The Scripps Research Institute has appointed Scott Hansen as an assistant professor in the Department of Molecular Therapeutics. Prior to joining the Jupiter campus faculty, Hansen was a postdoctoral fellow at the Dana-Farber Cancer Institute at Harvard Medical School.

“We want to welcome Scott to the Scripps Florida faculty and to our department,” said Patrick R. Griffin, chair of the Department of Molecular Therapeutics. “His research into the mechanism of lipid control of ion channels adds an important new element to the research programs at Scripps Florida. Scott’s experience in membrane protein crystallography is also a great addition to the targets of focus here at Scripps Florida. We look forward to his continued success.”

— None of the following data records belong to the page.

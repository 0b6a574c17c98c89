use std::io;
use std::io::ErrorKind;
use std::sync::Arc;

use ntex::web;
use ntex_files::NamedFile;
use spdlog::{error, info};

use crate::config::Config;
use crate::notion::client::NotionClient;
use crate::pages;
use crate::provider::PostProvider;

struct AppState {
    config: Config,
    client: NotionClient,
}

#[web::get("/")]
async fn index(state: web::types::State<Arc<AppState>>) -> web::HttpResponse {
    let provider = PostProvider::new(&state.client);

    match pages::build_list(&state.config, &provider).await {
        Ok(html) => web::HttpResponse::Ok()
            .content_type("text/html; charset=utf-8")
            .body(html),
        Err(e) => {
            error!("Error rendering post list: {}", e);
            web::HttpResponse::InternalServerError().body("Error listing posts")
        }
    }
}

#[web::get("/posts/{slug}")]
async fn view_post(
    path: web::types::Path<String>,
    state: web::types::State<Arc<AppState>>,
) -> web::HttpResponse {
    let slug = path.into_inner();
    let provider = PostProvider::new(&state.client);

    match pages::build_post(&state.config, &provider, &slug).await {
        Ok(Some(html)) => web::HttpResponse::Ok()
            .content_type("text/html; charset=utf-8")
            .body(html),
        Ok(None) => {
            info!("No published post with slug {}", slug);
            not_found_response(&state.config, &slug)
        }
        Err(e) => {
            error!("Error loading post {}: {}", slug, e);
            web::HttpResponse::InternalServerError()
                .body(format!("Error loading post {}", slug))
        }
    }
}

fn not_found_response(config: &Config, slug: &str) -> web::HttpResponse {
    match pages::build_not_found(config, slug) {
        Ok(html) => web::HttpResponse::NotFound()
            .content_type("text/html; charset=utf-8")
            .body(html),
        Err(e) => {
            error!("Error rendering not-found page: {}", e);
            web::HttpResponse::NotFound().body("Post not found")
        }
    }
}

#[web::get("/sitemap.xml")]
async fn sitemap(state: web::types::State<Arc<AppState>>) -> web::HttpResponse {
    let provider = PostProvider::new(&state.client);

    match pages::build_sitemap(&state.config, &provider).await {
        Ok(xml) => web::HttpResponse::Ok()
            .content_type("application/xml; charset=utf-8")
            .body(xml),
        Err(e) => {
            error!("Error rendering sitemap: {}", e);
            web::HttpResponse::InternalServerError().body("Error rendering sitemap")
        }
    }
}

#[web::get("/robots.txt")]
async fn robots(state: web::types::State<Arc<AppState>>) -> web::HttpResponse {
    web::HttpResponse::Ok()
        .content_type("text/plain; charset=utf-8")
        .body(pages::robots_txt(state.config.site.base_url()))
}

#[web::get("/public/{file_name}")]
async fn public_files(
    path: web::types::Path<String>,
    state: web::types::State<Arc<AppState>>,
) -> Result<NamedFile, web::Error> {
    pages::get_file(&state.config.paths.public_dir, path.into_inner())
}

pub async fn server_run(config: Config) -> io::Result<()> {
    let client = match NotionClient::new(&config.notion) {
        Ok(client) => client,
        Err(e) => {
            return Err(io::Error::new(
                ErrorKind::Other,
                format!("Error creating content source client: {}", e),
            ));
        }
    };

    let bind_addr = config.server.address.clone();
    let bind_port = config.server.port;
    let app_state = Arc::new(AppState { config, client });

    web::HttpServer::new(move || {
        web::App::new()
            .state(app_state.clone())
            .service(index)
            .service(view_post)
            .service(sitemap)
            .service(robots)
            .service(public_files)
    })
    .bind((bind_addr, bind_port))?
    .run()
    .await
}
use std::io;
use std::io::ErrorKind;

use markdown::Options;
use ramhorns::Template;

use crate::config::Site;
use crate::post::Post;
use crate::text_utils::{format_date, reading_time, word_count};
use crate::view::seo;

#[derive(ramhorns::Content)]
struct PostPage<'a> {
    site_title: &'a str,
    title: &'a str,
    description: &'a str,
    canonical_url: String,
    share_image: String,
    json_ld: String,
    cover_image: String,
    has_cover: bool,
    date: String,
    has_date: bool,
    author: String,
    has_author: bool,
    category: String,
    has_category: bool,
    tags: Vec<ViewTag>,
    reading_time: String,
    show_reading_time: bool,
    post_content: String,
}

#[derive(ramhorns::Content)]
struct ViewTag {
    tag: String,
}

pub struct PostRenderer<'a> {
    pub template: Template<'a>,
}

impl PostRenderer<'_> {
    pub fn new(view_tpl_src: &str) -> io::Result<PostRenderer> {
        let template = match Template::new(view_tpl_src) {
            Ok(x) => x,
            Err(e) => {
                return Err(io::Error::new(
                    ErrorKind::InvalidInput,
                    format!("Error parsing post view template: {}", e),
                ));
            }
        };

        Ok(PostRenderer { template })
    }

    pub fn render(&self, site: &Site, post: &Post) -> io::Result<String> {
        let post_content = render_markdown(&post.content)?;
        let date = post.date.as_ref().map(format_date).unwrap_or_default();
        let tags = post
            .tags
            .iter()
            .map(|t| ViewTag { tag: t.clone() })
            .collect();

        let base_url = site.base_url();
        let rendered_page = self.template.render(&PostPage {
            site_title: &site.title,
            title: &post.title,
            description: &post.description,
            canonical_url: seo::canonical_url(base_url, &post.slug),
            share_image: seo::share_image(base_url, post.cover_image.as_deref()),
            json_ld: seo::blog_posting_json_ld(post, base_url, site.publisher()),
            cover_image: post.cover_image.clone().unwrap_or_default(),
            has_cover: post.cover_image.is_some(),
            has_date: !date.is_empty(),
            date,
            author: post.author.clone().unwrap_or_default(),
            has_author: post.author.is_some(),
            category: post.category.clone().unwrap_or_default(),
            has_category: post.category.is_some(),
            tags,
            reading_time: reading_time(word_count(&post.content)),
            show_reading_time: site.show_reading_time,
            post_content,
        });

        Ok(rendered_page)
    }
}

fn render_markdown(md_text: &str) -> io::Result<String> {
    match markdown::to_html_with_options(md_text, &Options::gfm()) {
        Ok(x) => Ok(x),
        Err(e) => Err(io::Error::new(ErrorKind::InvalidInput, e.reason.as_str())),
    }
}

“It’s a great honor to become a member of the Scripps Florida faculty,” said Hansen, who lives in Jupiter. “What drew me here, aside from the first-rate resources, was the fact that Scripps Florida facilitates serious biomedical research that produces real-world therapies. There are few other institutions that do that.”

Hansen, 37, received his bachelor’s degree in chemistry from Utah State University in 1999. He held positions at Abbott Laboratories and the California campus of Scripps Research, before pursuing a PhD in biochemistry from the University of California, San Diego (UCSD), winning the Martin D. Kamen Award for best doctoral thesis. Hansen pursed postdoctoral work at The Rockefeller University under Nobel Laureate Rod MacKinnon and as a fellow of the Howard Hughes Medical Institute from 2007 to 2011 before his work at the Dana-Farber Cancer Institute.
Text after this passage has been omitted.